H.G. Wells is spinning in his grave right now ... laughing, probably.
When someone announces they've discovered a means with which to travel through time, you would imagine that it would be an internationally covered event. And that's exactly what happened when Tehrani scientist Ali Razeghi announced he had invented what he called the Aryayek Time Traveling Machine. In fact, the only country trying to keep it under wraps is the country the scientist is from -- Iran.
Is this a government conspiracy? Is Iran trying to prevent someone from stealing its hot new super science? Is this the day that Iran steps onto the international stage as the great global leader in technology?
What's actually happened is that Fars News Agency, who originally reported the story, was trying to cover it up because it had the exact opposite effect of what Razeghi hoped -- it managed to make Iran look like it was living in the past, not the future.
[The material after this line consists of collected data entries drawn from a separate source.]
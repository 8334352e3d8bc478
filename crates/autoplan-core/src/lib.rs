//! # Autoplan Core Library
//!
//! This library provides the core logic for Autoplan, a personal planner that
//! places unscheduled work items into the free gaps of a day. All operations are
//! available through the standalone `autoplan` CLI, which is a thin layer over
//! this crate.
//!
//! ## Architecture
//!
//! - **Planner**: Pure placement engine. Resolves the work interval, subtracts
//!   busy time, orders candidates and allocates them greedily with splitting
//! - **Ledger**: Per-item history of placed segments and the bounding
//!   scheduled range derived from them
//! - **Storage**: JSON-file task store (single writer) and TOML configuration
//! - **Task**: Stored work items, quick-add capture and keyword search
//! - **Stats**: Weekly totals of planned and completed time from the ledger
//!
//! ## Key Components
//!
//! - [`AutoPlanner`]: Runs the planning pipeline for one day
//! - [`AllocationLedger`]: Accumulates allocations across runs
//! - [`Store`]: Serialized owner of tasks, busy events and the ledger
//! - [`Config`]: Application configuration management

pub mod error;
pub mod ledger;
pub mod planner;
pub mod stats;
pub mod storage;
pub mod task;

pub use error::{ConfigError, CoreError, StoreError, ValidationError};
pub use ledger::{AllocationLedger, LedgerEntry};
pub use planner::{
    Allocation, AutoPlanner, BusyInterval, FreeSlot, PlanResult, PlannerConfig, Priority,
    SchedulableItem, ScheduledRange, Unscheduled, WorkHoursConfig, WorkInterval,
};
pub use stats::{DayTotals, WeeklyStats};
pub use storage::{BusyEvent, Config, Store};
pub use task::search::SearchHit;
pub use task::{NewTask, Task, TaskStatus};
First of all, what Razeghi has supposedly been working on since he was 17 is not, on its best day, even approaching a time machine. What does it it do? Razeghi claims it "satisfies all the needs of human society" and "fits into the size of a personal computer case and can predict details of the next 5-8 years of the life of its users."
Most notably, though, Razeghi has not launched his grand prototype for fear "that the Chinese will steal the idea and produce it in millions overnight."
Is it any wonder that Iranian news would want to cover this up? All that talk and it turns out that, yes, according to my phone, there is indeed already an app for that -- it's called Magic 8 Ball.